Exercise prompt
I'd like an exact copy of every line from the start of the entries below through the line containing "work: &Path) ->", please.

(Saved data entries)
────────

// -- Tests -------------------------------------------------------------------

#[cfg(test)]
mod test {
    use std::{fs::File, io::Read};

    use tempfile::TempDir;
    use zip::ZipArchive;

    use super::*;
    use crate::{
        boundary::Region,
        fixtures::{date, Dataset},
        gas::GasProfile,
        series::window_start,
    };

    fn request_fixture(gases: &[&str], region: &str, period_days: u32) -> ReportRequest {
        ReportRequest::new(gases.iter().copied(), date("2024-01-15"), region, period_days)
    }

    fn assemble(dataset: &Dataset, request: &ReportRequest, work: &Path) -> Result<Report> {
        let ctx = ReportContext::from_config(&dataset.config())?;
        assemble_report(request, &ctx, work, &ProgressBar::hidden()).map(|(report, _)| report)
    }

    fn north(dataset: &Dataset) -> Region {
        let config = dataset.config();
        BoundarySet::load(&config.data.regions, "parent_cod", "region_nam")
            .unwrap()
            .resolve("North")
            .unwrap()
            .clone()
    }

    #[test]
    fn should_normalize_requested_gases() {
        let request = request_fixture(&[" no2", "CO", "NO2", ""], "North", 7);

        assert_eq!(request.gases, vec!["NO2", "CO"]);
        assert!(request.validate().is_ok());
    }

    #[test]
    fn should_reject_invalid_requests() {
        let empty = request_fixture(&[], "North", 7);
        assert_eq!(empty.validate().unwrap_err().kind(), "InvalidRequest");

        let no_period = request_fixture(&["CO"], "North", 0);
        assert_eq!(no_period.validate().unwrap_err().kind(), "InvalidRequest");

        let endless = request_fixture(&["CO"], "North", u32::MAX);
        assert_eq!(endless.validate().unwrap_err().kind(), "InvalidRequest");

        for gas in ["../X", "/ETC"] {
            let escaping = request_fixture(&[gas], "North", 7);
            assert_eq!(escaping.validate().unwrap_err().kind(), "InvalidRequest", "{gas}");
        }
    }

    #[test]
    fn should_build_one_section_with_three_figures() {
        let tmp = TempDir::new().unwrap();
        let dataset = Dataset::build(tmp.path(), &["NO2"], date("2024-01-15"), 7);
        let work = TempDir::new().unwrap();

        let report = assemble(&dataset, &request_fixture(&["NO2"], "North", 7), work.path()).unwrap();

        assert_eq!(report.sections.len(), 1);
        let kinds: Vec<ImageKind> = report.figures().map(|f| f.kind).collect();
        assert_eq!(
            kinds,
            vec![ImageKind::OverviewMap, ImageKind::ZoomedMap, ImageKind::TimeseriesChart]
        );
        assert!(report.figures().all(|f| f.png.starts_with(b"\x89PNG")));
    }

    #[test]
    fn should_write_document_with_three_media_parts() {
        let tmp = TempDir::new().unwrap();
        let dataset = Dataset::build(tmp.path(), &["NO2"], date("2024-01-15"), 7);
        let output = tmp.path().join("report.docx");

        let path = generate_report(
            &request_fixture(&["NO2"], "North", 7),
            &dataset.config(),
            &output,
        )
        .unwrap();

        assert_eq!(path, output);
        assert!(!tmp.path().join(".report.docx.partial").exists());
        let mut archive = ZipArchive::new(File::open(&output).unwrap()).unwrap();
        let media = archive
            .file_names()
            .filter(|n| n.starts_with("word/media/"))
            .count();
        assert_eq!(media, 3);

        let mut document = String::new();
        archive
            .by_name("word/document.xml")
            .unwrap()
            .read_to_string(&mut document)
            .unwrap();
        assert!(document.contains("North"));
    }

    #[test]
    fn should_create_missing_output_directory() {
        let tmp = TempDir::new().unwrap();
        let dataset = Dataset::build(tmp.path(), &["CO"], date("2024-01-15"), 2);
        let output = tmp.path().join("reports/2024/report.docx");

        generate_report(&request_fixture(&["CO"], "North", 2), &dataset.config(), &output).unwrap();

        assert!(output.is_file());
    }

    #[test]
    fn should_not_write_document_for_unknown_region() {
        let tmp = TempDir::new().unwrap();
        let dataset = Dataset::build(tmp.path(), &["CO"], date("2024-01-15"), 3);
        let output = tmp.path().join("report.docx");

        let err = generate_report(
            &request_fixture(&["CO"], "Atlantis", 3),
            &dataset.config(),
            &output,
        )
        .unwrap_err();

        assert!(matches!(err, ReportError::UnknownRegion { .. }));
        assert!(!output.exists());
    }

    #[test]
    fn should_fail_without_raster_frame() {
        let tmp = TempDir::new().unwrap();
        let dataset = Dataset::build(tmp.path(), &["CO"], date("2024-01-10"), 3);
        let output = tmp.path().join("report.docx");

        let err = generate_report(
            &request_fixture(&["CO"], "North", 3),
            &dataset.config(),
            &output,
        )
        .unwrap_err();

        assert_eq!(err.kind(), "RasterUnavailable");
        assert!(!output.exists());
    }

    #[test]
    fn should_abort_when_any_gas_fails() {
        let tmp = TempDir::new().unwrap();
        let dataset = Dataset::build(tmp.path(), &["CO"], date("2024-01-15"), 3);
        let output = tmp.path().join("report.docx");

        let err = generate_report(
            &request_fixture(&["CO", "SO2"], "North", 3),
            &dataset.config(),
            &output,
        )
        .unwrap_err();

        assert!(matches!(err, ReportError::RasterUnavailable { ref gas, .. } if gas == "SO2"));
        assert!(!output.exists());
    }

    #[test]
    fn should_keep_gas_order_and_separate_sections() {
        let tmp = TempDir::new().unwrap();
        let dataset = Dataset::build(tmp.path(), &["SO2", "CO"], date("2024-01-15"), 2);
        let work = TempDir::new().unwrap();

        let report =
            assemble(&dataset, &request_fixture(&["SO2", "co"], "1", 2), work.path()).unwrap();

        let gases: Vec<&str> = report.sections.iter().map(|s| s.gas.as_str()).collect();
        assert_eq!(gases, vec!["SO2", "CO"]);
        assert!(report.sections[0].heading.starts_with("1. "));
        assert!(report.sections[1].heading.starts_with("2. "));
        assert!(matches!(report.sections[0].blocks.last(), Some(Block::PageBreak)));
        assert!(matches!(report.sections[1].blocks.last(), Some(Block::Figure(_))));
    }

    #[test]
    fn should_append_gas_description() {
        let tmp = TempDir::new().unwrap();
        let dataset = Dataset::build(tmp.path(), &["NO2"], date("2024-01-15"), 1);
        let work = TempDir::new().unwrap();
        let mut ctx = ReportContext::from_config(&dataset.config()).unwrap();
        ctx.catalog =
            GasCatalog::from_json(r#"{"no2": {"display": "Azot dioksidi", "text": "Measured in {unit}."}}"#)
                .unwrap();

        let (report, _) = assemble_report(
            &request_fixture(&["NO2"], "North", 1),
            &ctx,
            work.path(),
            &ProgressBar::hidden(),
        )
        .unwrap();

        let section = &report.sections[0];
        assert!(section.heading.contains("Azot dioksidi"));
        assert!(matches!(
            section.blocks.last(),
            Some(Block::Text(text)) if text == "Measured in mol/km²."
        ));
    }

    #[test]
    fn should_render_identical_images_across_runs() {
        let tmp = TempDir::new().unwrap();
        let dataset = Dataset::build(tmp.path(), &["CO"], date("2024-01-15"), 5);
        let request = request_fixture(&["CO"], "North", 5);
        let (first_dir, second_dir) = (TempDir::new().unwrap(), TempDir::new().unwrap());

        let first = assemble(&dataset, &request, first_dir.path()).unwrap();
        let second = assemble(&dataset, &request, second_dir.path()).unwrap();

        let pngs = |report: &Report| report.figures().map(|f| f.png.clone()).collect::<Vec<_>>();
        assert_eq!(pngs(&first), pngs(&second));
    }

    #[test]
    fn should_chart_single_day_period() {
        let tmp = TempDir::new().unwrap();
        let dataset = Dataset::build(tmp.path(), &["CO"], date("2024-01-15"), 3);
        let work = TempDir::new().unwrap();

        let report = assemble(&dataset, &request_fixture(&["CO"], "North", 1), work.path()).unwrap();
        assert_eq!(report.figures().count(), 3);

        let ctx = ReportContext::from_config(&dataset.config()).unwrap();
        let points = ctx
            .series
            .daily_means(&GasProfile::builtin("CO"), &north(&dataset), date("2024-01-15"), date("2024-01-15"))
            .unwrap();
        assert_eq!(points.len(), 1);
    }

    #[test]
    fn should_report_thirty_days_for_north() {
        let tmp = TempDir::new().unwrap();
        let dataset = Dataset::build(tmp.path(), &["CO2"], date("2024-01-15"), 30);
        let work = TempDir::new().unwrap();
        let mut config = dataset.config();
        config.keep_images = Some(tmp.path().join("kept"));
        let output = tmp.path().join("co2.docx");

        let request = request_fixture(&["CO2"], "North", 30);
        generate_report(&request, &config, &output).unwrap();

        let report = assemble(&dataset, &request, work.path()).unwrap();
        assert_eq!(report.sections.len(), 1);
        assert_eq!(report.sections[0].gas, "CO2");
        assert!(report.sections[0].heading.contains("North"));
        assert!(tmp.path().join("kept/CO2_2024-01-15_zoomed.png").is_file());

        let ctx = ReportContext::from_config(&dataset.config()).unwrap();
        let end = date("2024-01-15");
        let points = ctx
            .series
            .daily_means(&GasProfile::builtin("CO2"), &north(&dataset), window_start(end, 30).unwrap(), end)
            .unwrap();
        assert_eq!(points.len(), 30);
        assert_eq!(points.last().map(|p| p.date), Some(end));
    }
}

────────

The completed task
// -- Tests -------------------------------------------------------------------

#[cfg(test)]
mod test {
    use std::{fs::File, io::Read};

    use tempfile::TempDir;
    use zip::ZipArchive;

    use super::*;
    use crate::{
        boundary::Region,
        fixtures::{date, Dataset},
        gas::GasProfile,
        series::window_start,
    };

    fn request_fixture(gases: &[&str], region: &str, period_days: u32) -> ReportRequest {
        ReportRequest::new(gases.iter().copied(), date("2024-01-15"), region, period_days)
    }

    fn assemble(dataset: &Dataset, request: &ReportRequest, work: &Path) -> Result<Report> {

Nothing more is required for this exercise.